▶ [Task instructions] Report every line of the material that contains the string "impl".

▶ [Provided entries]
○ ○ ○ ○

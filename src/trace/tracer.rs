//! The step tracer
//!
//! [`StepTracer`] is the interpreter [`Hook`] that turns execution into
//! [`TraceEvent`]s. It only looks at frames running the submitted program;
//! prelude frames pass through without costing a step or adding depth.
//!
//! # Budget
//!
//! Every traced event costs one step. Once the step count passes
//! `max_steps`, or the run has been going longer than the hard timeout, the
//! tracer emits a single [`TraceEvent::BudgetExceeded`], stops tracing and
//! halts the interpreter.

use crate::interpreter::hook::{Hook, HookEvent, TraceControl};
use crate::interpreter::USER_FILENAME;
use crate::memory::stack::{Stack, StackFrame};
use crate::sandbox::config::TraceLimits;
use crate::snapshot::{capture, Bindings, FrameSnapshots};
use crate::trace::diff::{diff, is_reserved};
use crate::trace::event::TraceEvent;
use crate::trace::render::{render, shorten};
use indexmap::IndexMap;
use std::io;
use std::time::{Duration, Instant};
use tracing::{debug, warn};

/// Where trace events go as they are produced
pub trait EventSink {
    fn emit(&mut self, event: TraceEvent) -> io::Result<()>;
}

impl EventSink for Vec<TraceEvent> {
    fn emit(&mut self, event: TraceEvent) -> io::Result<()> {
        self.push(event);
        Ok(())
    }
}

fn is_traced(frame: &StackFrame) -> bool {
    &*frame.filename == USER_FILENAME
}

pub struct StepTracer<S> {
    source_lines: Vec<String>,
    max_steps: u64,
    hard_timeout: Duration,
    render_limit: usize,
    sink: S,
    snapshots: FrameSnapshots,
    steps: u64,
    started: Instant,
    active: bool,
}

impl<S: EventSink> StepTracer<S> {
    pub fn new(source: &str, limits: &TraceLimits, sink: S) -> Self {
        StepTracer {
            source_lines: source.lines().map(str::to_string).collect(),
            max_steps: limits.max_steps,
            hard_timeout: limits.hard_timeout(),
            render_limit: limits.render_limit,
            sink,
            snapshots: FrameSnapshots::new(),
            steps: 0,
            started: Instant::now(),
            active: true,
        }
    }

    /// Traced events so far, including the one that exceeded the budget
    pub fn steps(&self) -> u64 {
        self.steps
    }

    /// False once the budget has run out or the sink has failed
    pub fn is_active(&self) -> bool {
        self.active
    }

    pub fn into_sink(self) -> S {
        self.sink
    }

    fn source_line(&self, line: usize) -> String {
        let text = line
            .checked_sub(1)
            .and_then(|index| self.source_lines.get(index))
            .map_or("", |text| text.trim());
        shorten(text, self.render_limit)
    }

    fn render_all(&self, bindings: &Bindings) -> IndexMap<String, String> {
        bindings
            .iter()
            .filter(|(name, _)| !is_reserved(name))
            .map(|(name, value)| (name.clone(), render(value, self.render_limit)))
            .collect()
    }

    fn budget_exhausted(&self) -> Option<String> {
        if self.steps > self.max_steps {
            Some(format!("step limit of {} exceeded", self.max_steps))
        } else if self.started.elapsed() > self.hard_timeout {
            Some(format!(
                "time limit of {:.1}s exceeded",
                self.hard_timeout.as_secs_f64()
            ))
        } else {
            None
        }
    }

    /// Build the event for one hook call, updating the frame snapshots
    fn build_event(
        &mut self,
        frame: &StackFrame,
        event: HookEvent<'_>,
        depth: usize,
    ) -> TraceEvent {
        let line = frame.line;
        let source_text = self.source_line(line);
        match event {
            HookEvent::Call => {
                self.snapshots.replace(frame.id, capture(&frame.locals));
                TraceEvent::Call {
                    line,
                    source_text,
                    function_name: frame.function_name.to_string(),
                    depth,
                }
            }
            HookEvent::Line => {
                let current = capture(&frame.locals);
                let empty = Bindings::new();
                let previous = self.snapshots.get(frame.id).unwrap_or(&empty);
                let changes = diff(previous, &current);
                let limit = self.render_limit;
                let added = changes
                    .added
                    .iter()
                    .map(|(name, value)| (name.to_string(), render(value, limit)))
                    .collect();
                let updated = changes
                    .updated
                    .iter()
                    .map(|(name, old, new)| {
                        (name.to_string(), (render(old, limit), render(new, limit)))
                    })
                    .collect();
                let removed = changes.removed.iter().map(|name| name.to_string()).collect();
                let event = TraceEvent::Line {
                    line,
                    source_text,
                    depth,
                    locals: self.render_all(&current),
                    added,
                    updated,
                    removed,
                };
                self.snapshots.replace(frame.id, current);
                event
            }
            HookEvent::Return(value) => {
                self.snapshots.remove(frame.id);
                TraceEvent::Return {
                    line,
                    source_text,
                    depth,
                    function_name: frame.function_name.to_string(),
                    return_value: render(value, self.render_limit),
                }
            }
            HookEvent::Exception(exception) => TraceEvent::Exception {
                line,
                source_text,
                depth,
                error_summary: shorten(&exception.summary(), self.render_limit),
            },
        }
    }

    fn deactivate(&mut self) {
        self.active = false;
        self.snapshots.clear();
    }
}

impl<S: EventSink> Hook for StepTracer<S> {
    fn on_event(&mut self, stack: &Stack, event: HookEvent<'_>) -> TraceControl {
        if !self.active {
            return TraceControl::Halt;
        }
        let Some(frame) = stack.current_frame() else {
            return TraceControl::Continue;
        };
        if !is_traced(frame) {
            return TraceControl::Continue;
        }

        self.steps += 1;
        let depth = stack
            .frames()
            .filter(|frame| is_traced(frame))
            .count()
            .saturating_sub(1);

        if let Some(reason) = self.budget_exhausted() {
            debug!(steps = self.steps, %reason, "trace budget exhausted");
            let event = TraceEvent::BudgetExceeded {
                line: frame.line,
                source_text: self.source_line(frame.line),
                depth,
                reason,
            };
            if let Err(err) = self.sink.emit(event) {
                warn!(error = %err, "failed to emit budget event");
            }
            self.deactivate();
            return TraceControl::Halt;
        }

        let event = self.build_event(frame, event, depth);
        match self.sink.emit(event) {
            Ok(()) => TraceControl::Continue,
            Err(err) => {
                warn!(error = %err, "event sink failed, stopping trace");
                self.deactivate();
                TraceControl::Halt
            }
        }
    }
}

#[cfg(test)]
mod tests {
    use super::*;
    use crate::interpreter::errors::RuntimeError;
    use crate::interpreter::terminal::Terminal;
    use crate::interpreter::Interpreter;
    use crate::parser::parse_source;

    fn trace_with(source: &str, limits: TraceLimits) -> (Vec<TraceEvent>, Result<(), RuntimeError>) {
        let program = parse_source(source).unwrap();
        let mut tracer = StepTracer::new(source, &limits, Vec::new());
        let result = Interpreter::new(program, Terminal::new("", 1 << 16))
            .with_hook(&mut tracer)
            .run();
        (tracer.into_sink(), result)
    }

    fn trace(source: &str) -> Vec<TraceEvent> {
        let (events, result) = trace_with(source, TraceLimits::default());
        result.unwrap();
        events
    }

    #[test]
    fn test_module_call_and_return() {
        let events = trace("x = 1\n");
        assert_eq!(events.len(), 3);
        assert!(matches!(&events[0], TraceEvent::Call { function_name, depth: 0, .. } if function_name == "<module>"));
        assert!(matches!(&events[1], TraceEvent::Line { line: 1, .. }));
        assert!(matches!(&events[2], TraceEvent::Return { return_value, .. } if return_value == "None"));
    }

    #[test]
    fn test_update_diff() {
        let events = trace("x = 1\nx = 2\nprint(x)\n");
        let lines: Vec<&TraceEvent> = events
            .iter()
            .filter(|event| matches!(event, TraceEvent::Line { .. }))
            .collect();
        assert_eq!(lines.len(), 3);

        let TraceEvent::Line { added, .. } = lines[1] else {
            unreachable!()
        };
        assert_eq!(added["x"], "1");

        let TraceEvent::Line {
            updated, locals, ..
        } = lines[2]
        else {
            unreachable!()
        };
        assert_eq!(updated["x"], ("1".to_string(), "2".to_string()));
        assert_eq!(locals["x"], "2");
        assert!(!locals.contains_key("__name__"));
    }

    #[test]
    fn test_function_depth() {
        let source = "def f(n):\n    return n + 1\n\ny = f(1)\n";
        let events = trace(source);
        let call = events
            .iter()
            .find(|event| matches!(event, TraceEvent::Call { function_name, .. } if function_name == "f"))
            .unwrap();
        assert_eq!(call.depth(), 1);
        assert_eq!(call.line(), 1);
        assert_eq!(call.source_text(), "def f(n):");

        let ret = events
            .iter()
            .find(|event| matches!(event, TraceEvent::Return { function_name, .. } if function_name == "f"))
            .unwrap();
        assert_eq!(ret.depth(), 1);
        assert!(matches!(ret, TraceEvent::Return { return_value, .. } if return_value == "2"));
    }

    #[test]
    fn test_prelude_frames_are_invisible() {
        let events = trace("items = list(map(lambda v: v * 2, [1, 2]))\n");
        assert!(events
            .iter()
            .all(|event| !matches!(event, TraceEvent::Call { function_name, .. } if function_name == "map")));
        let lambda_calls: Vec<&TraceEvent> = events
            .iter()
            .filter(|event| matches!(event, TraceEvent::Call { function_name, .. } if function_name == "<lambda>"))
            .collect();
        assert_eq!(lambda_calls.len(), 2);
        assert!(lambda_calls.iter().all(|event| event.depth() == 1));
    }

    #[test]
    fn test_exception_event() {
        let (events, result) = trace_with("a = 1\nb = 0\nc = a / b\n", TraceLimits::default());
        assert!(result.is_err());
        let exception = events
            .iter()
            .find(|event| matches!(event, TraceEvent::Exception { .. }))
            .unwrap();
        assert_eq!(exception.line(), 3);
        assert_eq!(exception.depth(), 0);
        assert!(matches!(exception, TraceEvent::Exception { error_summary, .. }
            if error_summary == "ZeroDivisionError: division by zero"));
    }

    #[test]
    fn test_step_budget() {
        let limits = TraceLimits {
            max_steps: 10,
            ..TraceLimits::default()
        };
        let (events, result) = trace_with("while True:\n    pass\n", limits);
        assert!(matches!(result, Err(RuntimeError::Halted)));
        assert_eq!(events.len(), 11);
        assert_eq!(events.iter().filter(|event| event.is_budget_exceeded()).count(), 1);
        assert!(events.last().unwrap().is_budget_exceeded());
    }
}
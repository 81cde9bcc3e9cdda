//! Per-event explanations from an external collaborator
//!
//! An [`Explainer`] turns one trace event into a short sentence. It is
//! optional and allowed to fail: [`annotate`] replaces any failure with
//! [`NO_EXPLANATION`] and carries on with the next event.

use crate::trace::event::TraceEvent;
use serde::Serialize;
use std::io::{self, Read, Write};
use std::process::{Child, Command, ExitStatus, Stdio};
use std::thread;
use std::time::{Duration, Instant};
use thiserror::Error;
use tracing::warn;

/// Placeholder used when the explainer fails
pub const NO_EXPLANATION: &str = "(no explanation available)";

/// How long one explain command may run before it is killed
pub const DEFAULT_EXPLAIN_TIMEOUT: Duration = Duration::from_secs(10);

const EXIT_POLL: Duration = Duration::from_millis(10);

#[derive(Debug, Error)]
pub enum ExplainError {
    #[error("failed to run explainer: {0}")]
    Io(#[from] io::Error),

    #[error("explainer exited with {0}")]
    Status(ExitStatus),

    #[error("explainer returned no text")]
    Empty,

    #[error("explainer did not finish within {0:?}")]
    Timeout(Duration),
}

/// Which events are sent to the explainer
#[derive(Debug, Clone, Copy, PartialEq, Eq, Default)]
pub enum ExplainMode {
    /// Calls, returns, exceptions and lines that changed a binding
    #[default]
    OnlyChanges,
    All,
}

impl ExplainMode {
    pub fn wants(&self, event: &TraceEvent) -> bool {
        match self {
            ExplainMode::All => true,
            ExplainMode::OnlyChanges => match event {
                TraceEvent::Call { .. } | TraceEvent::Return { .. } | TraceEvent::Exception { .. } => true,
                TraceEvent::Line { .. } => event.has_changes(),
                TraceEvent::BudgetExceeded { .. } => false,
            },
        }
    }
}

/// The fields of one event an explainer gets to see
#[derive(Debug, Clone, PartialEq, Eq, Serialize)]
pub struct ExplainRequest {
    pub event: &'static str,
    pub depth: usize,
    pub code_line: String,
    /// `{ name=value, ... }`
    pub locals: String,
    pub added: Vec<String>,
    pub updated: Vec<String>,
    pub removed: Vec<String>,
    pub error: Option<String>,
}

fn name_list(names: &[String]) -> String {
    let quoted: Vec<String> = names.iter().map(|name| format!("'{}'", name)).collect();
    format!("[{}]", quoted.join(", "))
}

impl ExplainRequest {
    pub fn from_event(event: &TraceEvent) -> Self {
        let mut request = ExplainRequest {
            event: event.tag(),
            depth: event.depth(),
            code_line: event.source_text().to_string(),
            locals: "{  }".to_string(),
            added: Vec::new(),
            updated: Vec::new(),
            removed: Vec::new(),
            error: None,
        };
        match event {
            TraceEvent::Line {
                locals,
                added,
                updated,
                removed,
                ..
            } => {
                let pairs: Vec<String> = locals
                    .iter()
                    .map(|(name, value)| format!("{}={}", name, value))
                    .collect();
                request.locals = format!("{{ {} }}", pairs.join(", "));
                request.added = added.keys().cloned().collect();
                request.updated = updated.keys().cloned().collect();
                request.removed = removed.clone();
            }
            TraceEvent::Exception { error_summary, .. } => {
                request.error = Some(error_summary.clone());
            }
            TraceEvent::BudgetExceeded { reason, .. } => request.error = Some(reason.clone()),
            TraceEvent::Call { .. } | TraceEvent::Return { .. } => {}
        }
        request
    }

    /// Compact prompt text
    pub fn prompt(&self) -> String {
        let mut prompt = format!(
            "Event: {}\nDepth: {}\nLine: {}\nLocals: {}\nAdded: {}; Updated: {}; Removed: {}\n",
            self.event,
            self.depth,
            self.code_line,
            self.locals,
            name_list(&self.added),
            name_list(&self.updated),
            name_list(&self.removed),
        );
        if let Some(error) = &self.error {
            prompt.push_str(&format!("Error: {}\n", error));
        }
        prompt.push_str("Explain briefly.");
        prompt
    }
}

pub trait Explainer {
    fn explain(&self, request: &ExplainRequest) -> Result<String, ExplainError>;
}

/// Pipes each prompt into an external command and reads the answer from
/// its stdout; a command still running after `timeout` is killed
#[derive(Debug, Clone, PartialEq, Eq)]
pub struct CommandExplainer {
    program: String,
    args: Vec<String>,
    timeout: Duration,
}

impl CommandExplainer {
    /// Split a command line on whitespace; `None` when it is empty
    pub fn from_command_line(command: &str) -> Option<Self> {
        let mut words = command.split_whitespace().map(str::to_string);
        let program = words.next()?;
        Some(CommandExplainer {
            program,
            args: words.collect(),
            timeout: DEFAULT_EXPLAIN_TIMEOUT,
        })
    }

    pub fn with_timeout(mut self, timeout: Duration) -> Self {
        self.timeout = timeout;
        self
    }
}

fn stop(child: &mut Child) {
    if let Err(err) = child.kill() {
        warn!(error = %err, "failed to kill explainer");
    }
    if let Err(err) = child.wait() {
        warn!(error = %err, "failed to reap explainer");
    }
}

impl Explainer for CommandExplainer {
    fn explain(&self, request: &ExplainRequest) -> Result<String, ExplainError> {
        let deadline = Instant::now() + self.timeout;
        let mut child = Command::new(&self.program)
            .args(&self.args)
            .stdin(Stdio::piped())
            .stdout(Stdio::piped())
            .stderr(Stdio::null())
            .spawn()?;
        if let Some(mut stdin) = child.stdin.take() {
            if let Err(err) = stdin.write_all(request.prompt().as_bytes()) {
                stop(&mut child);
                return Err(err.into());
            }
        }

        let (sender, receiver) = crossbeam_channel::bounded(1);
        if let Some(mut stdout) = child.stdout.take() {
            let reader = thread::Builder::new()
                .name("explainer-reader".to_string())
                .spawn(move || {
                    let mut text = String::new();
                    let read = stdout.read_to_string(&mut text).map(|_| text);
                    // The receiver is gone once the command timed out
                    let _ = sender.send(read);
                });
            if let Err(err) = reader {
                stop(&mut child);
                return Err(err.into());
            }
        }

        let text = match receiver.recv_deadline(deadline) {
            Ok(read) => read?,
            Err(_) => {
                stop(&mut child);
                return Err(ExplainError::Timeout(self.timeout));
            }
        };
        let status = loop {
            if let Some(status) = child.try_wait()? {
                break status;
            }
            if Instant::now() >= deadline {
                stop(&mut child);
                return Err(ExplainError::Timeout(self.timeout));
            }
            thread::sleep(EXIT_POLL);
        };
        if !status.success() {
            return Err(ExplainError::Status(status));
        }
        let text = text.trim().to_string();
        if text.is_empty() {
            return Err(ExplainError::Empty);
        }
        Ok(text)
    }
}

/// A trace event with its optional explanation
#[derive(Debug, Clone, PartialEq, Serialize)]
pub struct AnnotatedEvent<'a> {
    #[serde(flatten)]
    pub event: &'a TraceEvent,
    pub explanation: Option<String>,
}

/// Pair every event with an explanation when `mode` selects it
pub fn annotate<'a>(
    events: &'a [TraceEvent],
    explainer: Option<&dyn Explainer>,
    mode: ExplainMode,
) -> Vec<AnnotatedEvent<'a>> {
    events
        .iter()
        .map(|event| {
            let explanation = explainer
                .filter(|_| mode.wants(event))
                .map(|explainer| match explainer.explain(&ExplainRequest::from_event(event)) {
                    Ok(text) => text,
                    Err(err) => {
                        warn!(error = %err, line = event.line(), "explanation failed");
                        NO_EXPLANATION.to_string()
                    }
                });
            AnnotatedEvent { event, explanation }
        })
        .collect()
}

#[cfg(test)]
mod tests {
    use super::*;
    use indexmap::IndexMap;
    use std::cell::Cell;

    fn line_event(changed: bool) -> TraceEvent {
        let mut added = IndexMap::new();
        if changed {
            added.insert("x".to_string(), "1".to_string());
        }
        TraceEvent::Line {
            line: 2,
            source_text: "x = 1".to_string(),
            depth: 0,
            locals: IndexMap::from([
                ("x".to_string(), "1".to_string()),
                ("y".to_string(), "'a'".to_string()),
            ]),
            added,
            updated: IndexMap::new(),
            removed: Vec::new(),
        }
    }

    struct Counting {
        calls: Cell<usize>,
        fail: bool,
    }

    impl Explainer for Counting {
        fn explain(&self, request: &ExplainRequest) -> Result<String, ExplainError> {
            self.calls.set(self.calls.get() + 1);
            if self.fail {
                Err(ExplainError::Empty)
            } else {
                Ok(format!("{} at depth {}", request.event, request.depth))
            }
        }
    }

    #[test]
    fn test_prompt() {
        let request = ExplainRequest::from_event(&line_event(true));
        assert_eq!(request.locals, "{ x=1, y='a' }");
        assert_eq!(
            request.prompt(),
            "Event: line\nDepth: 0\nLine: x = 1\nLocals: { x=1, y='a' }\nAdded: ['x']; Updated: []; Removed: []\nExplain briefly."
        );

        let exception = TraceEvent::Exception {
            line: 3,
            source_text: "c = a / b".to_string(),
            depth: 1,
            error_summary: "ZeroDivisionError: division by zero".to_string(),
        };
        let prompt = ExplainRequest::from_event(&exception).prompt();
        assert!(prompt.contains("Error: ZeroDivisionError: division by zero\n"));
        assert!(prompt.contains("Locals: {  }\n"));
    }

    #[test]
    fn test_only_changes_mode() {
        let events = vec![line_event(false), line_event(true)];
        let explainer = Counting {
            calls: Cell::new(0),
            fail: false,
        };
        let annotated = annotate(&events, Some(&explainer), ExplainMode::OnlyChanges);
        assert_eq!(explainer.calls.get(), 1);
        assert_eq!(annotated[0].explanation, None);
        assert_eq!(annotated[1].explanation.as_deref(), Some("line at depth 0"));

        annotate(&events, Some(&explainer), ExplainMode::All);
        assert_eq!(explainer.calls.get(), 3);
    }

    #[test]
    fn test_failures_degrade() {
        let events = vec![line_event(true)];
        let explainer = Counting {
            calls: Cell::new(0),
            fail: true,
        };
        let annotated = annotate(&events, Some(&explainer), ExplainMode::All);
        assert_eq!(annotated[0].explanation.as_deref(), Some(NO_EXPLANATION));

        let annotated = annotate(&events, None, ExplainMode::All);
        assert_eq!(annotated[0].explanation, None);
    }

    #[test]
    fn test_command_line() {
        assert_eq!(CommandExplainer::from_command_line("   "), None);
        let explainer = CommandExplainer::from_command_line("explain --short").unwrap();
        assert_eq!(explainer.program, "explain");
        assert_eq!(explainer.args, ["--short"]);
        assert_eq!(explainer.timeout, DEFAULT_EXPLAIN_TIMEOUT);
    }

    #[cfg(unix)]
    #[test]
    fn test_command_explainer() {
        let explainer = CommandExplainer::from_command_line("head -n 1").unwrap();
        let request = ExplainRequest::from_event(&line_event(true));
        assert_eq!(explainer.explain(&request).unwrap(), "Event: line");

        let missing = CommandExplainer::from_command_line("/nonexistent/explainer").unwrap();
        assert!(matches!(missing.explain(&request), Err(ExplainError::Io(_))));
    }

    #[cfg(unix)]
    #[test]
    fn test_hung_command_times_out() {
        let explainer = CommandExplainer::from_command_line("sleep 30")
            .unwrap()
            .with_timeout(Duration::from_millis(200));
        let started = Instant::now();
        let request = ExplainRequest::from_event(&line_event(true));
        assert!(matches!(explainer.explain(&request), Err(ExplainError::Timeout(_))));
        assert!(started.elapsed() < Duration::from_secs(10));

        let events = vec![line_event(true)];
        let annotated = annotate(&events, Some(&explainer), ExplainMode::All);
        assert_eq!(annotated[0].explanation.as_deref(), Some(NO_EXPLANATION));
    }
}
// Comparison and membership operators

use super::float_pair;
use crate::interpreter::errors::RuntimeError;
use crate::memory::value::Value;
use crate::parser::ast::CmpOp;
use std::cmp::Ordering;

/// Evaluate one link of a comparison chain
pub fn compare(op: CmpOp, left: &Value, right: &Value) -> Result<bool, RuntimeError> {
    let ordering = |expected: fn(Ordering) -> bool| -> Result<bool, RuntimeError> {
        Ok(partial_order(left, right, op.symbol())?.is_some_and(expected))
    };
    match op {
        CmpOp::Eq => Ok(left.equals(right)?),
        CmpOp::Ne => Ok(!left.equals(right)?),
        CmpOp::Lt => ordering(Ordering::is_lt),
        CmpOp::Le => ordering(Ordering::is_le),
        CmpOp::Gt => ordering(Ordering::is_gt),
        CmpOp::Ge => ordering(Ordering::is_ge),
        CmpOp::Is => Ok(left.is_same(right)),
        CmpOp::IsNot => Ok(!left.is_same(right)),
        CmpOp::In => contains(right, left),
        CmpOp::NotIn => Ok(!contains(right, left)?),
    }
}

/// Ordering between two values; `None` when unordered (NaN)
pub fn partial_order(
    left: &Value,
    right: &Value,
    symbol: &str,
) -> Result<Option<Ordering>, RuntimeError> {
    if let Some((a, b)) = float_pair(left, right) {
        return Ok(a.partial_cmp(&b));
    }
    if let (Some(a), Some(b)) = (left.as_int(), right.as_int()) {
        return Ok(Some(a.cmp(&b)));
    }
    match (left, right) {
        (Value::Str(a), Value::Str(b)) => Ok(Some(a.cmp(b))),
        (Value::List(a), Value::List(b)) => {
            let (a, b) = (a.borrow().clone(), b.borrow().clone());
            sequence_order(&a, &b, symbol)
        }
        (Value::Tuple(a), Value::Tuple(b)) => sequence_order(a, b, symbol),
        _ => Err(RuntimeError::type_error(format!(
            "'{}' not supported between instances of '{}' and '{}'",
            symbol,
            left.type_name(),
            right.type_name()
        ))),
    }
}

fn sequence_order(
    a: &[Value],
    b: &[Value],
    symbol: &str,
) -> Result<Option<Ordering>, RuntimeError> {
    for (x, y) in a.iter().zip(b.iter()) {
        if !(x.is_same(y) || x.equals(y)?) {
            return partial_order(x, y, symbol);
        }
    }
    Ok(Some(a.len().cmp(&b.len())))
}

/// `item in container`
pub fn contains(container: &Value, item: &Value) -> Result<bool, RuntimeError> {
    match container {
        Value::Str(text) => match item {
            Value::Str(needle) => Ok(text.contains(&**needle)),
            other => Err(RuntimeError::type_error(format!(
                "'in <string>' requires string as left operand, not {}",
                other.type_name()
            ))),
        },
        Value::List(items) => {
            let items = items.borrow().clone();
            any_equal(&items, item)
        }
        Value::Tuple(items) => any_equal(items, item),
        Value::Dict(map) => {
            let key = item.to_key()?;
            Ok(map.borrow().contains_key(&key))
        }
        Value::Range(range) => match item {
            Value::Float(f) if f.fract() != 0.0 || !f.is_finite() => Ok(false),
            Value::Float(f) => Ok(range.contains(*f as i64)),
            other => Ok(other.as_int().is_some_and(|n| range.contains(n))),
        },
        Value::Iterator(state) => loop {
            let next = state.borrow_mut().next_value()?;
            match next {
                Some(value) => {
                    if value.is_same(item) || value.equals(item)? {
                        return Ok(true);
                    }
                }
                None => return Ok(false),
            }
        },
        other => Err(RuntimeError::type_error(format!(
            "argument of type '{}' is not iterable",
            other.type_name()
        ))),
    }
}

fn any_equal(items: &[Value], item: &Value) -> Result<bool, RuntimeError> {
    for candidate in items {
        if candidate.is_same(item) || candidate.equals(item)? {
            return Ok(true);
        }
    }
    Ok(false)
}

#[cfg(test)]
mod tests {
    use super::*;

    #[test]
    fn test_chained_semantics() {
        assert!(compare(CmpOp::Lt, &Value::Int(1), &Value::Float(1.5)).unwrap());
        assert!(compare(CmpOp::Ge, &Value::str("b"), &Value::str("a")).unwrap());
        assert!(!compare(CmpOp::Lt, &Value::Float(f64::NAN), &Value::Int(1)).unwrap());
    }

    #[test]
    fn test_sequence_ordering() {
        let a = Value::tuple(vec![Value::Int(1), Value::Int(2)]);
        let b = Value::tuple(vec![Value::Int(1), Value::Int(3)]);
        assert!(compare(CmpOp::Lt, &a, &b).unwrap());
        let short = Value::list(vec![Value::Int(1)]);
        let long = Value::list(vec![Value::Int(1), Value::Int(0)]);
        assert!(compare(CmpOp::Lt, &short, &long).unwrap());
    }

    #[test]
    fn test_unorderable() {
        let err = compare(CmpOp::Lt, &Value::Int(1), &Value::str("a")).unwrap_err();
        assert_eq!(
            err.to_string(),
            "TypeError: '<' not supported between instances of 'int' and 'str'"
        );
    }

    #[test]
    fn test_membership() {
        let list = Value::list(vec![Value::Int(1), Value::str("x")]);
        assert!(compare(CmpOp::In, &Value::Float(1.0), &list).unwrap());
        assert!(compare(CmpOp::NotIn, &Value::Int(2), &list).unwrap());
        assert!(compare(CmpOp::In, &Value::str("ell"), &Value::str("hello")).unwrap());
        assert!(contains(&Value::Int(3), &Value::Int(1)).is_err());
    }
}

○ ○ ○ ○

▶ [Solution]
impl EventSink for Vec<TraceEvent> {
impl<S: EventSink> StepTracer<S> {
impl<S: EventSink> Hook for StepTracer<S> {
impl ExplainMode {
impl ExplainRequest {
impl CommandExplainer {
impl Explainer for CommandExplainer {
    impl Explainer for Counting {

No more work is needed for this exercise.